I've had a bit of a sweet tooth lately, and have been working my way through the desserts in my new cookbook from America's Test Kitchen (there are several chapters with dessert recipes!). The latest I've tried is the strawberry shortcake, pictured above.

This is actually a very simple recipe-- the only thing the least bit fussy is the biscuit, and even then it didn't take long to make. Plus, you can prepare both the strawberries and the unbaked biscuits up to two hours in advance (although I made them five hours in advance and they still turned out well). The biscuits take only 14 minutes in the oven (which should be preheated, so I guess that adds a little time), then 10 minutes to cool. While they are cooling is a great time to make the whipped cream.

It turned out exactly like the photo in the cookbook, and was delicious. Although from a personal taste perspective, I may prefer the more common strawberries-on-cake to the more traditional strawberries-on-biscuit.

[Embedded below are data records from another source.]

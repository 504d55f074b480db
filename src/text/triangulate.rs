//! Polygon triangulation for glyph caps.
//!
//! Glyph outlines arrive as loose contours. [`group_contours`] sorts them into
//! shapes (an outer boundary plus its holes) by containment, [`triangulate`]
//! bridges each hole into its boundary and ear-clips the resulting single
//! polygon.

use glam::Vec2;

use super::font::Contour;

const EPSILON: f32 = 1e-9;

/// An outer boundary and the holes cut out of it.
///
/// After [`group_contours`] the outer contour winds counter-clockwise and
/// holes wind clockwise.
#[derive(Debug, Clone, PartialEq)]
pub struct Shape {
    pub outer: Contour,
    pub holes: Vec<Contour>,
}

impl Shape {
    /// Filled area: outer area minus hole areas.
    pub fn area(&self) -> f32 {
        signed_area(&self.outer).abs() - self.holes.iter().map(|h| signed_area(h).abs()).sum::<f32>()
    }
}

/// Shoelace area; positive for counter-clockwise winding.
pub fn signed_area(contour: &[Vec2]) -> f32 {
    let n = contour.len();
    (0..n)
        .map(|i| contour[i].perp_dot(contour[(i + 1) % n]))
        .sum::<f32>()
        * 0.5
}

/// Even-odd point in polygon test.
pub fn contains_point(contour: &[Vec2], p: Vec2) -> bool {
    let n = contour.len();
    let mut inside = false;
    let mut j = n.wrapping_sub(1);
    for i in 0..n {
        let a = contour[i];
        let b = contour[j];
        if (a.y > p.y) != (b.y > p.y) && p.x < (b.x - a.x) * (p.y - a.y) / (b.y - a.y) + a.x {
            inside = !inside;
        }
        j = i;
    }
    inside
}

/// Group contours into shapes by nesting depth.
///
/// A contour inside an even number of others is an outer boundary; one inside
/// an odd number is a hole of the smallest boundary around it. Winding in the
/// input is ignored, so fonts of either orientation convention work.
pub fn group_contours(contours: Vec<Contour>) -> Vec<Shape> {
    let areas: Vec<f32> = contours.iter().map(|c| signed_area(c).abs()).collect();
    let inside = |inner: usize, outer: usize| -> bool {
        inner != outer && areas[outer] > areas[inner] && contains_point(&contours[outer], contours[inner][0])
    };

    let depth: Vec<usize> = (0..contours.len())
        .map(|i| (0..contours.len()).filter(|&j| inside(i, j)).count())
        .collect();

    let mut shape_of = vec![usize::MAX; contours.len()];
    let mut shapes = Vec::new();
    for i in 0..contours.len() {
        if depth[i] % 2 == 0 {
            shape_of[i] = shapes.len();
            shapes.push(Shape {
                outer: with_winding(contours[i].clone(), true),
                holes: Vec::new(),
            });
        }
    }

    for i in 0..contours.len() {
        if depth[i] % 2 == 1 {
            let parent = (0..contours.len())
                .filter(|&j| depth[j] + 1 == depth[i] && inside(i, j))
                .min_by(|&a, &b| areas[a].total_cmp(&areas[b]));
            if let Some(parent) = parent {
                shapes[shape_of[parent]]
                    .holes
                    .push(with_winding(contours[i].clone(), false));
            }
        }
    }

    shapes
}

fn with_winding(mut contour: Contour, ccw: bool) -> Contour {
    if (signed_area(&contour) > 0.0) != ccw {
        contour.reverse();
    }
    contour
}

/// Triangulate a shape.
///
/// Returns the polygon's points (outer first, then each hole in order) and
/// counter-clockwise triangles indexing into them.
pub fn triangulate(shape: &Shape) -> (Vec<Vec2>, Vec<[u32; 3]>) {
    let mut points = shape.outer.clone();
    let mut hole_starts = Vec::with_capacity(shape.holes.len());
    for hole in &shape.holes {
        hole_starts.push(points.len());
        points.extend_from_slice(hole);
    }

    let mut polygon: Vec<usize> = (0..shape.outer.len()).collect();

    // rightmost holes first so earlier bridges cannot block later ones
    let mut order: Vec<usize> = (0..shape.holes.len()).collect();
    order.sort_by(|&a, &b| max_x(&shape.holes[b]).total_cmp(&max_x(&shape.holes[a])));

    for (done, &h) in order.iter().enumerate() {
        let hole: Vec<usize> = (hole_starts[h]..hole_starts[h] + shape.holes[h].len()).collect();
        let pending: Vec<&Contour> = order[done + 1..].iter().map(|&o| &shape.holes[o]).collect();
        polygon = bridge_hole(&points, polygon, &hole, &pending);
    }

    let triangles = ear_clip(&points, polygon);
    (points, triangles)
}

fn max_x(contour: &[Vec2]) -> f32 {
    contour.iter().map(|p| p.x).fold(f32::MIN, f32::max)
}

/// Splice `hole` into `polygon` through the closest mutually visible vertex pair.
fn bridge_hole(points: &[Vec2], polygon: Vec<usize>, hole: &[usize], pending: &[&Contour]) -> Vec<usize> {
    let (m_pos, &m) = hole
        .iter()
        .enumerate()
        .max_by(|a, b| points[*a.1].x.total_cmp(&points[*b.1].x).then(points[*b.1].y.total_cmp(&points[*a.1].y)))
        .unwrap_or((0, &hole[0]));
    let from = points[m];
    let hole_points: Vec<Vec2> = hole.iter().map(|&i| points[i]).collect();

    let mut candidates: Vec<usize> = (0..polygon.len()).collect();
    candidates.sort_by(|&a, &b| {
        points[polygon[a]]
            .distance_squared(from)
            .total_cmp(&points[polygon[b]].distance_squared(from))
    });

    let visible = candidates
        .iter()
        .copied()
        .find(|&c| {
            let to = points[polygon[c]];
            let blocked_by_polygon = (0..polygon.len()).any(|e| {
                let a = points[polygon[e]];
                let b = points[polygon[(e + 1) % polygon.len()]];
                segments_cross(from, to, a, b)
            });
            let mut holes = std::iter::once(hole_points.as_slice()).chain(pending.iter().map(|c| c.as_slice()));
            let blocked_by_holes = holes.clone().any(|contour| {
                (0..contour.len()).any(|e| segments_cross(from, to, contour[e], contour[(e + 1) % contour.len()]))
            });
            // the bridge must run through solid, not across a hole
            let mid = (from + to) * 0.5;
            let through_hole = holes.any(|contour| contains_point(contour, mid));
            !blocked_by_polygon && !blocked_by_holes && !through_hole
        })
        .unwrap_or(candidates[0]);

    let mut merged = Vec::with_capacity(polygon.len() + hole.len() + 2);
    merged.extend_from_slice(&polygon[..=visible]);
    merged.extend(hole[m_pos..].iter().chain(&hole[..=m_pos]));
    merged.extend_from_slice(&polygon[visible..]);
    merged
}

/// Proper intersection of segments `p1-p2` and `q1-q2`.
///
/// Segments sharing an endpoint position, or merely touching, do not cross.
fn segments_cross(p1: Vec2, p2: Vec2, q1: Vec2, q2: Vec2) -> bool {
    let shared = |a: Vec2, b: Vec2| a.distance_squared(b) < EPSILON;
    if shared(p1, q1) || shared(p1, q2) || shared(p2, q1) || shared(p2, q2) {
        return false;
    }
    let d1 = cross(q1, q2, p1);
    let d2 = cross(q1, q2, p2);
    let d3 = cross(p1, p2, q1);
    let d4 = cross(p1, p2, q2);
    ((d1 > EPSILON && d2 < -EPSILON) || (d1 < -EPSILON && d2 > EPSILON))
        && ((d3 > EPSILON && d4 < -EPSILON) || (d3 < -EPSILON && d4 > EPSILON))
}

/// Z component of `(b - a) × (c - a)`.
fn cross(a: Vec2, b: Vec2, c: Vec2) -> f32 {
    (b - a).perp_dot(c - a)
}

fn in_triangle(p: Vec2, a: Vec2, b: Vec2, c: Vec2) -> bool {
    cross(a, b, p) >= -EPSILON && cross(b, c, p) >= -EPSILON && cross(c, a, p) >= -EPSILON
}

/// Ear-clip a counter-clockwise polygon given as indices into `points`.
fn ear_clip(points: &[Vec2], mut polygon: Vec<usize>) -> Vec<[u32; 3]> {
    let mut triangles = Vec::with_capacity(polygon.len().saturating_sub(2));

    while polygon.len() > 3 {
        let n = polygon.len();
        let ear = (0..n).find(|&i| {
            let (ia, ib, ic) = (polygon[(i + n - 1) % n], polygon[i], polygon[(i + 1) % n]);
            let (a, b, c) = (points[ia], points[ib], points[ic]);
            if cross(a, b, c) <= EPSILON {
                return false;
            }
            // only reflex vertices can poke into an ear
            !(0..n).any(|k| {
                let p = points[polygon[k]];
                let corner = [a, b, c].iter().any(|q| q.distance_squared(p) < EPSILON);
                let reflex = cross(points[polygon[(k + n - 1) % n]], p, points[polygon[(k + 1) % n]]) <= EPSILON;
                !corner && reflex && in_triangle(p, a, b, c)
            })
        });

        match ear {
            Some(i) => {
                triangles.push([
                    polygon[(i + n - 1) % n] as u32,
                    polygon[i] as u32,
                    polygon[(i + 1) % n] as u32,
                ]);
                polygon.remove(i);
            }
            None => {
                // Nothing clips cleanly (degenerate input). Drop the flattest
                // vertex so the loop still terminates.
                let flattest = (0..n)
                    .min_by(|&x, &y| {
                        let fx = cross(points[polygon[(x + n - 1) % n]], points[polygon[x]], points[polygon[(x + 1) % n]]).abs();
                        let fy = cross(points[polygon[(y + n - 1) % n]], points[polygon[y]], points[polygon[(y + 1) % n]]).abs();
                        fx.total_cmp(&fy)
                    })
                    .unwrap_or(0);
                polygon.remove(flattest);
            }
        }
    }

    if polygon.len() == 3 && cross(points[polygon[0]], points[polygon[1]], points[polygon[2]]) > EPSILON {
        triangles.push([polygon[0] as u32, polygon[1] as u32, polygon[2] as u32]);
    }
    triangles
}

#[cfg(test)]
mod tests {
    use super::*;

    fn square(min: f32, max: f32) -> Contour {
        vec![
            Vec2::new(min, min),
            Vec2::new(max, min),
            Vec2::new(max, max),
            Vec2::new(min, max),
        ]
    }

    fn triangulated_area(points: &[Vec2], triangles: &[[u32; 3]]) -> f32 {
        triangles
            .iter()
            .map(|t| {
                let area = cross(points[t[0] as usize], points[t[1] as usize], points[t[2] as usize]) * 0.5;
                assert!(area > 0.0, "triangle {:?} is not counter-clockwise", t);
                area
            })
            .sum()
    }

    #[test]
    fn test_square_gives_two_triangles() {
        let shapes = group_contours(vec![square(0.0, 1.0)]);
        let (points, triangles) = triangulate(&shapes[0]);
        assert_eq!(triangles.len(), 2);
        assert!((triangulated_area(&points, &triangles) - 1.0).abs() < 1e-5);
    }

    #[test]
    fn test_clockwise_input_is_normalised() {
        let mut cw = square(0.0, 2.0);
        cw.reverse();
        let shapes = group_contours(vec![cw]);
        assert!(signed_area(&shapes[0].outer) > 0.0);
        let (points, triangles) = triangulate(&shapes[0]);
        assert!((triangulated_area(&points, &triangles) - 4.0).abs() < 1e-5);
    }

    #[test]
    fn test_square_with_hole() {
        for reverse_hole in [false, true] {
            let mut hole = square(1.0, 3.0);
            if reverse_hole {
                hole.reverse();
            }
            let shapes = group_contours(vec![hole, square(0.0, 4.0)]);
            assert_eq!(shapes.len(), 1);
            assert_eq!(shapes[0].holes.len(), 1);
            assert!(signed_area(&shapes[0].holes[0]) < 0.0);
            assert!((shapes[0].area() - 12.0).abs() < 1e-5);

            let (points, triangles) = triangulate(&shapes[0]);
            assert_eq!(triangles.len(), 8);
            assert!((triangulated_area(&points, &triangles) - 12.0).abs() < 1e-4);
        }
    }

    #[test]
    fn test_island_inside_hole_is_its_own_shape() {
        let shapes = group_contours(vec![square(0.0, 10.0), square(2.0, 8.0), square(4.0, 6.0)]);
        assert_eq!(shapes.len(), 2);
        let total: f32 = shapes
            .iter()
            .map(|s| {
                let (points, triangles) = triangulate(s);
                triangulated_area(&points, &triangles)
            })
            .sum();
        assert!((total - (100.0 - 36.0 + 4.0)).abs() < 1e-3);
    }

    #[test]
    fn test_two_holes() {
        let shapes = group_contours(vec![
            square(0.0, 10.0),
            vec![Vec2::new(1.0, 1.0), Vec2::new(4.0, 1.0), Vec2::new(4.0, 9.0), Vec2::new(1.0, 9.0)],
            vec![Vec2::new(6.0, 1.0), Vec2::new(9.0, 1.0), Vec2::new(9.0, 9.0), Vec2::new(6.0, 9.0)],
        ]);
        assert_eq!(shapes[0].holes.len(), 2);
        let (points, triangles) = triangulate(&shapes[0]);
        assert!((triangulated_area(&points, &triangles) - (100.0 - 48.0)).abs() < 1e-3);
    }

    #[test]
    fn test_concave_outline() {
        // L shape
        let l = vec![
            Vec2::new(0.0, 0.0),
            Vec2::new(3.0, 0.0),
            Vec2::new(3.0, 1.0),
            Vec2::new(1.0, 1.0),
            Vec2::new(1.0, 3.0),
            Vec2::new(0.0, 3.0),
        ];
        let shapes = group_contours(vec![l]);
        let (points, triangles) = triangulate(&shapes[0]);
        assert_eq!(triangles.len(), 4);
        assert!((triangulated_area(&points, &triangles) - 5.0).abs() < 1e-5);
    }
}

But the technique I've learned from this recipe, even if I revert to strawberries-on-cake in the future is to mash 3/8 of the strawberries and slice 5/8 of the strawberries to make the perfect filling. I used to just slice them all, but it really does make it juicier and better with a portion of them mashed up.

Seafood Bread

This was pretty easy to make, yet I think makes for an impressive presentation. Best of all, it can be prepared in advanced and refrigerated, then baked later, making it an excellent choice for a dinner party. I used the recipe in my "Julia & Jacques" cookbook as a guide (here's a link to the book-- I highly recommend it!):

But you really don't need a recipe, per se, here's the concept. First bake a boule (whatever size is appropriate for the number of servings you'd like to make). This time I made a full-size loaf. In the future, I may make mini-loaves, then stuff and freeze them and try heating them from frozen and see if that works out.

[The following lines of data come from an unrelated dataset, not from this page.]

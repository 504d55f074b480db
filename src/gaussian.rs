//! Normally distributed spawn positions.

use glam::Vec2;
use rand::Rng;
use std::f32::consts::TAU;

use crate::frustum::VisibleRect;

/// Draw from N(mean, std_dev²) with the Box–Muller transform.
pub fn sample_gaussian<R: Rng + ?Sized>(rng: &mut R, mean: f32, std_dev: f32) -> f32 {
    // 1 - [0, 1) keeps ln() away from zero
    let u1: f32 = 1.0 - rng.gen::<f32>();
    let u2: f32 = rng.gen();
    let z = (-2.0 * u1.ln()).sqrt() * (TAU * u2).cos();
    mean + z * std_dev
}

/// Draw a point clustered on the centre of `rect`, one standard deviation being
/// a quarter of each dimension.
///
/// Draws outside the rectangle are rejected and redrawn per axis, so the result
/// always lies inside `rect`.
pub fn sample_in_rect<R: Rng + ?Sized>(rng: &mut R, rect: &VisibleRect) -> Vec2 {
    let center = rect.center();
    let x = sample_truncated(rng, center.x, rect.width() / 4.0, rect.left, rect.right);
    let y = sample_truncated(rng, center.y, rect.height() / 4.0, rect.bottom, rect.top);
    Vec2::new(x, y)
}

fn sample_truncated<R: Rng + ?Sized>(rng: &mut R, mean: f32, std_dev: f32, min: f32, max: f32) -> f32 {
    // ±2σ window: ~95% acceptance per draw
    for _ in 0..64 {
        let v = sample_gaussian(rng, mean, std_dev);
        if v >= min && v <= max {
            return v;
        }
    }
    mean.clamp(min, max)
}

#[cfg(test)]
mod tests {
    use super::*;
    use rand::rngs::SmallRng;
    use rand::SeedableRng;

    fn stats(samples: &[f32]) -> (f32, f32) {
        let n = samples.len() as f32;
        let mean = samples.iter().sum::<f32>() / n;
        let var = samples.iter().map(|s| (s - mean) * (s - mean)).sum::<f32>() / n;
        (mean, var.sqrt())
    }

    #[test]
    fn test_gaussian_moments() {
        let mut rng = SmallRng::seed_from_u64(7);
        for (mean, std_dev) in [(0.0_f32, 1.0_f32), (10.0, 2.5), (-4.0, 0.5)] {
            let samples: Vec<f32> = (0..20_000)
                .map(|_| sample_gaussian(&mut rng, mean, std_dev))
                .collect();
            let (m, s) = stats(&samples);
            assert!((m - mean).abs() < 0.05 * std_dev.max(1.0), "mean {} vs {}", m, mean);
            assert!((s - std_dev).abs() < 0.05 * std_dev, "std {} vs {}", s, std_dev);
        }
    }

    #[test]
    fn test_gaussian_is_finite() {
        let mut rng = SmallRng::seed_from_u64(1);
        assert!((0..100_000).all(|_| sample_gaussian(&mut rng, 0.0, 1.0).is_finite()));
    }

    #[test]
    fn test_rect_samples_stay_inside_and_cluster() {
        let mut rng = SmallRng::seed_from_u64(3);
        let rect = VisibleRect { left: -20.0, right: 20.0, top: 10.0, bottom: -10.0 };
        let points: Vec<Vec2> = (0..10_000).map(|_| sample_in_rect(&mut rng, &rect)).collect();
        assert!(points.iter().all(|p| rect.contains(*p)));

        let near_center = points
            .iter()
            .filter(|p| p.x.abs() < 10.0 && p.y.abs() < 5.0)
            .count();
        // within one sigma on both axes: ~0.68² of the truncated mass
        assert!(near_center as f32 / points.len() as f32 > 0.4);
    }

    #[test]
    fn test_degenerate_rect_returns_center() {
        let mut rng = SmallRng::seed_from_u64(0);
        let rect = VisibleRect { left: 0.0, right: 0.0, top: 0.0, bottom: 0.0 };
        assert_eq!(sample_in_rect(&mut rng, &rect), Vec2::ZERO);
    }
}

Next, cut the top off the loaf and scoop out the inside of the bread. Process it into crumbs.

Make herb butter (easiest in the food processor). For a loaf this size, I used about 1.5 sticks of butter, a small bunch of parsley, 4 garlic cloves, a handful of sliced almonds, and 1/4 tsp pepper and 1/2 tsp salt, and 3T pinot grigio. I had a little butter left over, which will get used up on the top of the loaf of bread (not used for the recipe) when we eat that as a snack.

Use a spatula to spread herb butter all around the inside of the loaf. Add a layer of fish (I used the fake crab fish, figuring if it tastes fine with that, it'll be even better with real fish. Besides, I had a bunch in the fridge to use up, and was tired of cold salad). Add a layer of chopped mushrooms over the fish. Add another layer of fish.

Use the spatula to spread another layer of herb butter to cover the fish. Lastly, completely cover the butter with the breadcrumbs taken from the middle of the loaf. Then moisten the breadcrumbs with 1/4 cup pinot grigio (or whatever wine you used to make the herb butter).

Bake for at least 1 hour in an oven which has been preheated to 400F. Cut into wedges, and serve.

Next time, I will probably use salmon, and flavor the butter with dill. I think this concept would also work pretty well with chicken. Maybe season the butter with tarragon for that. In the cookbook, Jacques uses a combination of different fish and squid. I'm sure it's delicious, but I usually can't be bothered fussing with a lot of ingredients, so I'll probably mostly stick to simpler combinations of fillings.

I might also try this as a vegetarian entree for summer, when we have a lot of garden vegetables, maybe throw some beans in there for protein, maybe a little cheese right under the breadcrumbs. The combinations are endless, really.